In any event, this is ultimately semantics, what we as a society are searching for is an excuse for doing what we want, namely to vest the right to decide whether a child lives or dies in the whims of their mother. However, because we still have a few remaining scruples, we also want to reserve the right to pick an arbitrary point at which the mother no longer has a right to take the life of her offspring. But practical experience indicates that pro-abortion groups object to any attempt to implement such a impediment on their ability to legally take a life. This was evident from the fight over partial birth abortions.
Ultimately the issue terminates in your view of the origin of life. If we are just the result of what evolutionary psychologist Stephen Pinker called the "primate assembly process" then any notion of "rights" is illusory from the beginning since there is no possible source for a right. We are simply organisms created by time and chance. What we really have is abilities. We are able to do some things and not able to do others because of constraints either physical or legal. Legal constraints in such a system would be based on preference. Those in power currently prefer the right to kill our inconvenient offspring, and since those offspring are simply organisms not essentially different from any other - brief blips of life in the continuum of death - then why shouldn't we do so? For that matter why shouldn't we end any life that has become inconvenient or too expensive? We have the power to do so, and ultimately power combined with preference are all that matter. We can create pragmatic arguments to make ourselves feel better later on.
If on the other hand, man is not just the result of time and chance but a being created in the image of God, and if He alone is the source not only of Right and Wrong, then we should not end a life on any grounds except for those He has established.
Finally Torque, I don't sense you asked the question seriously, but the biblical teaching on the matter is that we are conceived in a fallen and sinful condition (Psalm 51:5 or Eph. 2:1-7) and therefore the answer is from the very beginning, we have a fallen nature and an inclination towards sin. However, that condition doesn't mean that we have a right to put anyone to death before they have committed a crime worthy of that sentance. Quite the opposite, we have a duty to preserve life, especially at its most vulnerable.

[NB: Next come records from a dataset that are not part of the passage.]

//! Per-operator clause builders for the Elasticsearch generator

use serde_json::{Map, Value as Json};

use super::{Elasticsearch, EsCompat};
use crate::error::FilterError;
use crate::filter::{Criterion, Type, Value};
use crate::generators::obj;

impl Elasticsearch {
    fn multifield(&self) -> Option<String> {
        self.options.get("multifield").map(ToString::to_string)
    }

    /// The version-appropriate clause testing that a field is unset.
    fn missing_clause(&self, field: &str) -> Json {
        match self.compat {
            EsCompat::Modern => obj(
                "bool",
                obj(
                    "must_not",
                    Json::Array(vec![obj("exists", obj("field", Json::from(field)))]),
                ),
            ),
            EsCompat::Legacy => {
                let mut missing = Map::new();
                missing.insert("field".to_string(), Json::from(field));
                missing.insert("existence".to_string(), Json::Bool(true));
                missing.insert("null_value".to_string(), Json::Bool(true));
                obj("missing", Json::Object(missing))
            }
        }
    }

    fn existence_clause(&self, field: &str) -> Json {
        match self.compat {
            EsCompat::Modern => obj("exists", obj("field", Json::from(field))),
            EsCompat::Legacy => obj("bool", obj("must_not", self.missing_clause(field))),
        }
    }

    pub(super) fn is_clause(&mut self, criterion: &Criterion) -> Result<Json, FilterError> {
        if is_single_null(criterion) {
            self.values.push(Value::Null);
            return Ok(self.missing_clause(&criterion.field));
        }

        let multifield = self.multifield();
        let mut terms = Vec::new();

        for value in &criterion.values {
            self.values.push(value.clone());
            terms.push(obj("term", obj(&criterion.field, value.to_json())));

            if let Some(sub) = &multifield {
                let twin = format!("{}.{}", criterion.field, sub);
                terms.push(obj("term", obj(&twin, value.to_json())));
            }
        }

        Ok(should_wrap(terms))
    }

    pub(super) fn not_clause(&mut self, criterion: &Criterion) -> Result<Json, FilterError> {
        if is_single_null(criterion) {
            self.values.push(Value::Null);
            return Ok(self.existence_clause(&criterion.field));
        }

        let mut negations = Vec::new();

        for value in &criterion.values {
            self.values.push(value.clone());

            // declared strings negate as regular expressions
            let inner = if criterion.declared_type == Type::Str {
                let mut body = Map::new();
                body.insert("value".to_string(), value.to_json());
                body.insert("flags".to_string(), Json::from("ALL"));
                obj("regexp", obj(&criterion.field, Json::Object(body)))
            } else {
                obj("term", obj(&criterion.field, value.to_json()))
            };

            negations.push(obj("bool", obj("must_not", inner)));
        }

        if negations.len() == 1 {
            Ok(negations.remove(0))
        } else {
            Ok(obj("bool", obj("must", Json::Array(negations))))
        }
    }

    pub(super) fn like_clause(&mut self, criterion: &Criterion) -> Result<Json, FilterError> {
        if is_single_null(criterion) {
            return self.is_clause(criterion);
        }

        let mut matches = Vec::new();

        for value in &criterion.values {
            self.values.push(value.clone());
            matches.push(obj(
                "match",
                obj(&criterion.field, obj("query", value.to_json())),
            ));
        }

        Ok(should_wrap(matches))
    }

    pub(super) fn unlike_clause(&mut self, criterion: &Criterion) -> Result<Json, FilterError> {
        let like = self.like_clause(criterion)?;
        Ok(obj("bool", obj("must_not", like)))
    }

    pub(super) fn pattern_clause(&mut self, criterion: &Criterion) -> Result<Json, FilterError> {
        let multifield = self.multifield();
        let mut patterns = Vec::new();

        for value in &criterion.values {
            self.values.push(value.clone());

            let anchored = match criterion.operator {
                crate::filter::Operator::Prefix => format!("^{value}.*"),
                crate::filter::Operator::Suffix => format!(".*{value}$"),
                _ => format!(".*{value}.*"),
            };

            let regexp = |field: &str| {
                let mut body = Map::new();
                body.insert("value".to_string(), Json::from(anchored.as_str()));
                body.insert("flags".to_string(), Json::from("ALL"));
                obj("regexp", obj(field, Json::Object(body)))
            };

            patterns.push(regexp(&criterion.field));

            if let Some(sub) = &multifield {
                patterns.push(regexp(&format!("{}.{}", criterion.field, sub)));
            }
        }

        Ok(should_wrap(patterns))
    }

    pub(super) fn range_clause(&mut self, criterion: &Criterion) -> Result<Json, FilterError> {
        if criterion.values.len() != 1 {
            return Err(FilterError::ComparatorArity {
                operator: criterion.operator.token().to_string(),
                field: criterion.field.clone(),
                count: criterion.values.len(),
            });
        }

        let value = &criterion.values[0];
        self.values.push(value.clone());

        Ok(obj(
            "range",
            obj(
                &criterion.field,
                obj(criterion.operator.token(), value.to_json()),
            ),
        ))
    }

    pub(super) fn fulltext_clause(&mut self, criterion: &Criterion) -> Result<Json, FilterError> {
        let default_operator = if self.fulltext_default_and { "AND" } else { "OR" };
        let mut queries = Vec::new();

        for value in &criterion.values {
            self.values.push(value.clone());

            let mut body = Map::new();
            body.insert("query".to_string(), Json::from(value.to_string()));
            body.insert(
                "default_field".to_string(),
                Json::from(criterion.field.as_str()),
            );
            body.insert("default_operator".to_string(), Json::from(default_operator));
            body.insert("lenient".to_string(), Json::Bool(true));

            queries.push(obj("query_string", Json::Object(body)));
        }

        Ok(should_wrap(queries))
    }
}

fn is_single_null(criterion: &Criterion) -> bool {
    criterion.values.len() == 1 && criterion.values[0].is_null()
}

/// OR a clause list together; single clauses stay bare.
fn should_wrap(mut clauses: Vec<Json>) -> Json {
    if clauses.len() == 1 {
        clauses.remove(0)
    } else {
        obj("bool", obj("should", Json::Array(clauses)))
    }
}
#[cfg(test)]
mod tests {
    use super::*;

    #[test]
    fn criterion_spec_round_trip_forms() {
        let c = Criterion {
            declared_type: Type::Str,
            length: 16,
            field: "name".to_string(),
            operator: Operator::Prefix,
            values: vec![Value::String("foo".to_string())],
        };
        assert_eq!(c.to_string(), "str#16:name/prefix:foo");

        let c = Criterion::equals("id", vec![Value::Int(1), Value::Int(2)]);
        assert_eq!(c.to_string(), "id/1|2");
    }

    #[test]
    fn match_all_spec_form() {
        assert_eq!(Filter::all().to_spec(), "all");
        assert!(Filter::all().is_match_all());
        assert!(!Filter::empty().is_match_all());
    }

    #[test]
    fn id_only_projection() {
        let mut f = Filter::all();
        f.fields = vec!["id".to_string()];
        assert!(f.id_only());

        let f = Filter::all();
        assert!(!f.id_only());
    }

    #[test]
    fn sort_specs_decode_sigils() {
        let mut f = Filter::empty();
        f.sort = vec!["+name".to_string(), "-age".to_string(), "city".to_string()];

        assert_eq!(
            f.sort_specs(),
            vec![
                SortSpec {
                    field: "name".to_string(),
                    descending: false
                },
                SortSpec {
                    field: "age".to_string(),
                    descending: true
                },
                SortSpec {
                    field: "city".to_string(),
                    descending: false
                },
            ]
        );
    }

    #[test]
    fn from_map_carries_prefixes() {
        let f = Filter::from_map([("f1", "v1"), ("int:f2", "2"), ("float:f3", "gte:3")]).unwrap();
        assert_eq!(f.criteria.len(), 3);

        for criterion in &f.criteria {
            match criterion.field.as_str() {
                "f1" => {
                    assert_eq!(criterion.values, vec![Value::String("v1".to_string())]);
                }
                "f2" => {
                    assert_eq!(criterion.declared_type, Type::Int);
                    assert_eq!(criterion.values, vec![Value::Int(2)]);
                }
                "f3" => {
                    assert_eq!(criterion.declared_type, Type::Float);
                    assert_eq!(criterion.operator, Operator::Gte);
                    assert_eq!(criterion.values, vec![Value::Float(3.0)]);
                }
                other => panic!("unexpected field {other:?}"),
            }
        }
    }

    #[test]
    fn add_criteria_clears_match_all() {
        let mut f = Filter::all();
        f.add_criteria([Criterion::equals("id", vec![Value::Int(1)])]);
        assert!(!f.is_match_all());
        assert_eq!(f.criteria_fields(), vec!["id"]);
    }

    #[test]
    fn identity_value_lookup() {
        let mut f = Filter::empty();
        f.add_criteria([
            Criterion::equals("name", vec![Value::from("ted")]),
            Criterion::equals("id", vec![Value::Int(42)]),
        ]);

        assert_eq!(f.identity_value(), Some(&Value::Int(42)));
        assert_eq!(f.first_value(), Some(&Value::from("ted")));
        assert_eq!(f.values_for("name"), Some(&[Value::from("ted")][..]));
        assert_eq!(f.values_for("missing"), None);
    }
}
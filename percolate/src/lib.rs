//! Backend-agnostic query compilation.
//!
//! Application code expresses data-selection intent once, in a compact
//! URL-safe filter grammar, and percolate compiles that intent into the
//! native query representation of heterogeneous storage engines:
//! parameterized SQL, Elasticsearch boolean-query documents, MongoDB
//! operator documents, and Bleve-style full-text query strings.
//!
//! The core is a small parser plus a family of generators that preserve
//! identical query semantics (operator meaning, multi-value handling,
//! null handling, type coercion, sort order, pagination) while emitting
//! very different surface syntaxes. It never opens connections or
//! executes queries; it consumes a [`Filter`] and a collection name and
//! produces an opaque payload plus an ordered list of bind values.
//!
//! ```
//! use percolate::{Filter, Sql, render};
//!
//! let filter = Filter::parse("name/contains:ob/-age/gt:21")?;
//!
//! let mut generator = Sql::new();
//! let payload = render(&mut generator, "users", &filter)?;
//!
//! assert_eq!(
//!     String::from_utf8(payload).unwrap(),
//!     "SELECT * FROM users WHERE (name LIKE ?) AND (age > ?) ORDER BY age DESC",
//! );
//! # Ok::<(), percolate::FilterError>(())
//! ```

pub mod error;
pub mod filter;
pub mod generators;

pub use error::FilterError;
pub use filter::{
    Aggregation, Conjunction, Criterion, Filter, Operator, Parser, ParserConfig, Record, SortSpec,
    Type, Value, parse,
};
pub use generators::{
    Bleve, Elasticsearch, EsCompat, Generator, MongoDb, PlaceholderArgument, Sql, SqlDialect,
    SqlStatement, SqlTypeMapping, generator_for, render,
};
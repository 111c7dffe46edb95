//! Unified error type for filter parsing and query generation
//!
//! Every fallible operation in the crate reports through [`FilterError`].
//! Errors are returned to the immediate caller; nothing here retries or
//! logs-and-swallows.

use thiserror::Error;

/// Unified error type for filter parsing and query generation.
#[derive(Error, Debug, Clone, PartialEq)]
pub enum FilterError {
    /// The filter spec could not be split into field/value pairs
    #[error("invalid filter spec {spec:?}: field term {token:?} has no paired value term")]
    UnpairedFieldTerm { spec: String, token: String },

    /// A `type#length` prefix carried a malformed length
    #[error("invalid field length {length:?} in {token:?}")]
    InvalidLength { token: String, length: String },

    /// A value could not be converted to the declared or required type
    #[error("cannot convert {value:?} for field {field:?}: expected {expected}")]
    ValueConversion {
        field: String,
        value: String,
        expected: &'static str,
    },

    /// Percent-decoding of a value failed
    #[error("cannot unescape value {value:?}: {reason}")]
    Unescape { value: String, reason: String },

    /// A generator has no mapping for the given operator
    #[error("unimplemented operator {operator:?} for {backend} generator")]
    UnimplementedOperator {
        backend: &'static str,
        operator: String,
    },

    /// A criterion reached a generator with no values at all
    #[error("criterion on field {field:?} must have at least one value")]
    EmptyValues { field: String },

    /// `range` criteria consume pairs of values
    #[error("ranging criteria on field {field:?} accept pairs of values, {count} given")]
    RangeArity { field: String, count: usize },

    /// Numeric comparators accept exactly one value
    #[error("comparator {operator:?} on field {field:?} accepts one value, {count} given")]
    ComparatorArity {
        operator: String,
        field: String,
        count: usize,
    },

    /// INSERT and UPDATE statements require input data
    #[error("{statement} statements must specify input data")]
    MissingInputData { statement: &'static str },

    /// An aggregation with no rendering for the target backend
    #[error("aggregation {aggregation:?} is not supported by the {backend} generator")]
    UnsupportedAggregation {
        backend: &'static str,
        aggregation: String,
    },
}

impl FilterError {
    /// Create a value-conversion error with preserved field context
    pub fn conversion(field: &str, value: &str, expected: &'static str) -> Self {
        Self::ValueConversion {
            field: field.to_string(),
            value: value.to_string(),
            expected,
        }
    }

    /// Create an unimplemented-operator error for the named backend
    pub fn unimplemented(backend: &'static str, operator: impl ToString) -> Self {
        Self::UnimplementedOperator {
            backend,
            operator: operator.to_string(),
        }
    }
}

#[cfg(test)]
mod tests {
    use super::*;

    #[test]
    fn unimplemented_operator_display() {
        let err = FilterError::unimplemented("sql", "fulltext");
        assert_eq!(
            err.to_string(),
            "unimplemented operator \"fulltext\" for sql generator"
        );
    }

    #[test]
    fn range_arity_display() {
        let err = FilterError::RangeArity {
            field: "factor".to_string(),
            count: 3,
        };
        assert_eq!(
            err.to_string(),
            "ranging criteria on field \"factor\" accept pairs of values, 3 given"
        );
    }

    #[test]
    fn conversion_display() {
        let err = FilterError::conversion("age", "banana", "int");
        assert_eq!(
            err.to_string(),
            "cannot convert \"banana\" for field \"age\": expected int"
        );
    }
}
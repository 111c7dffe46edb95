//! Minimal record value for generator-less matching
//!
//! Reflection-based struct marshaling belongs to the calling layer; the
//! in-memory matcher only needs an identity value and a field map.

use std::collections::BTreeMap;

use serde::{Deserialize, Serialize};

use super::value::Value;

/// One record: an identity value plus named fields.
#[derive(Debug, Clone, PartialEq, Default, Serialize, Deserialize)]
pub struct Record {
    pub id: Value,
    pub fields: BTreeMap<String, Value>,
}

impl Record {
    pub fn new(id: impl Into<Value>) -> Self {
        Self {
            id: id.into(),
            fields: BTreeMap::new(),
        }
    }

    /// Builder-style field assignment.
    pub fn set(mut self, field: impl Into<String>, value: impl Into<Value>) -> Self {
        self.fields.insert(field.into(), value.into());
        self
    }

    pub fn get(&self, field: &str) -> Option<&Value> {
        self.fields.get(field)
    }
}

#[cfg(test)]
mod tests {
    use super::*;

    #[test]
    fn builder_sets_fields() {
        let record = Record::new(1i64).set("name", "ted").set("age", 7i64);

        assert_eq!(record.id, Value::Int(1));
        assert_eq!(record.get("name"), Some(&Value::String("ted".to_string())));
        assert_eq!(record.get("age"), Some(&Value::Int(7)));
        assert_eq!(record.get("missing"), None);
    }
}
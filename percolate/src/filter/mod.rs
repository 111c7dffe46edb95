//! Filter model, grammar parser, and in-memory matcher

mod matcher;
mod parser;
mod record;
mod types;
mod value;

pub use parser::{Parser, ParserConfig, parse};
pub use record::Record;
pub use types::{Aggregation, Conjunction, Criterion, Filter, Operator, SortSpec};
pub use value::{Type, Value};
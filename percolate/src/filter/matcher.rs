//! In-memory record matching
//!
//! Evaluates a filter directly against a [`Record`], for callers filtering
//! cached result sets without a backend round trip.
//!
//! Multi-value semantics deliberately differ from the generators: an
//! equality-family criterion only matches when *every* one of its values
//! holds, while generators OR multiple values together. This divergence is
//! a pinned, documented property of the system.

use std::sync::LazyLock;

use regex::Regex;

use super::record::Record;
use super::types::{Conjunction, Criterion, Filter, Operator};
use super::value::{Type, Value};

/// Non-word runs stripped by the term normalizer.
static CHAR_FILTER: LazyLock<Regex> =
    LazyLock::new(|| Regex::new(r"[\W\s_]+").expect("char filter pattern"));

/// Normalize a term for fuzzy comparison: lowercase, strip non-word runs.
fn normalize_term(term: &str) -> String {
    CHAR_FILTER.replace_all(&term.to_lowercase(), "").into_owned()
}

impl Filter {
    /// Evaluate this filter against a single record.
    ///
    /// Criteria combine per the filter's conjunction; a filter with no
    /// criteria matches everything.
    pub fn matches_record(&self, record: &Record) -> bool {
        if self.is_match_all() || self.criteria.is_empty() {
            return true;
        }

        match self.conjunction {
            Conjunction::And => self
                .criteria
                .iter()
                .all(|c| self.criterion_matches(c, record)),
            Conjunction::Or => self
                .criteria
                .iter()
                .any(|c| self.criterion_matches(c, record)),
        }
    }

    fn criterion_matches(&self, criterion: &Criterion, record: &Record) -> bool {
        let record_value = if criterion.field == self.identity_field || criterion.field == "id" {
            Some(&record.id)
        } else {
            record.get(&criterion.field)
        };

        match &criterion.operator {
            // equality family: every value must independently hold
            Operator::Is => criterion
                .values
                .iter()
                .all(|v| equality_holds(criterion.declared_type, v, record_value)),
            Operator::Not => criterion
                .values
                .iter()
                .all(|v| !equality_holds(criterion.declared_type, v, record_value)),

            // pattern and comparison operators: any value may hold
            Operator::Prefix | Operator::Suffix | Operator::Contains => criterion
                .values
                .iter()
                .any(|v| pattern_holds(&criterion.operator, v, record_value)),
            Operator::Gt | Operator::Gte | Operator::Lt | Operator::Lte => criterion
                .values
                .iter()
                .any(|v| comparison_holds(&criterion.operator, v, record_value)),

            // anything else fails closed
            _ => false,
        }
    }
}

fn equality_holds(declared: Type, value: &Value, record_value: Option<&Value>) -> bool {
    // the null literal and empty values test for a missing or null field
    if value.is_null() || matches!(value, Value::String(s) if s.is_empty()) {
        return record_value.is_none_or(Value::is_null);
    }

    let Some(record_value) = record_value else {
        return false;
    };

    if record_value.is_null() {
        return false;
    }

    match declared {
        Type::Auto => relaxed_eq(value, record_value),
        Type::Int | Type::Float => match (value.as_f64(), record_value.as_f64()) {
            (Some(a), Some(b)) => a == b,
            _ => false,
        },
        Type::Bool => truthy(value) == truthy(record_value),
        _ => value == record_value,
    }
}

/// Numeric-aware equality for untyped criteria: numbers compare as
/// numbers, everything else by its canonical text form.
fn relaxed_eq(a: &Value, b: &Value) -> bool {
    if let (Some(x), Some(y)) = (numeric_view(a), numeric_view(b)) {
        return x == y;
    }

    a.to_string() == b.to_string()
}

/// Numeric reading that deliberately excludes booleans, so `true` never
/// equals `1` under relaxed comparison.
fn numeric_view(value: &Value) -> Option<f64> {
    match value {
        Value::Int(i) => Some(*i as f64),
        Value::Float(f) => Some(*f),
        Value::String(s) => s.parse::<f64>().ok(),
        _ => None,
    }
}

fn truthy(value: &Value) -> bool {
    match value {
        Value::Bool(b) => *b,
        Value::Int(i) => *i != 0,
        Value::Float(f) => *f != 0.0,
        Value::String(s) => matches!(s.to_ascii_lowercase().as_str(), "true" | "t" | "1"),
        Value::Time(_) => true,
        Value::Null => false,
    }
}

fn pattern_holds(operator: &Operator, value: &Value, record_value: Option<&Value>) -> bool {
    let Some(record_value) = record_value else {
        return false;
    };

    let term = normalize_term(&value.to_string());
    let field_text = normalize_term(&record_value.to_string());

    match operator {
        Operator::Prefix => field_text.starts_with(&term),
        Operator::Suffix => field_text.ends_with(&term),
        Operator::Contains => field_text.contains(&term),
        _ => false,
    }
}

fn comparison_holds(operator: &Operator, value: &Value, record_value: Option<&Value>) -> bool {
    let bound = value.as_f64().unwrap_or(0.0);
    let field = record_value.and_then(Value::as_f64).unwrap_or(0.0);

    match operator {
        Operator::Gt => field > bound,
        Operator::Gte => field >= bound,
        Operator::Lt => field < bound,
        Operator::Lte => field <= bound,
        _ => false,
    }
}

To quote John Calvin on the subject: "the foetus, though enclosed in the womb of its mother, is already a human being, and it is almost a monstrous crime to rob it of the life which it has not yet begun to enjoy. If it seems more horrible to kill a man in his own house than in a field, because a man’s house is his place of most secure refuge, it ought surely to be deemed more atrocious to destroy a foetus in the womb before it has come to light."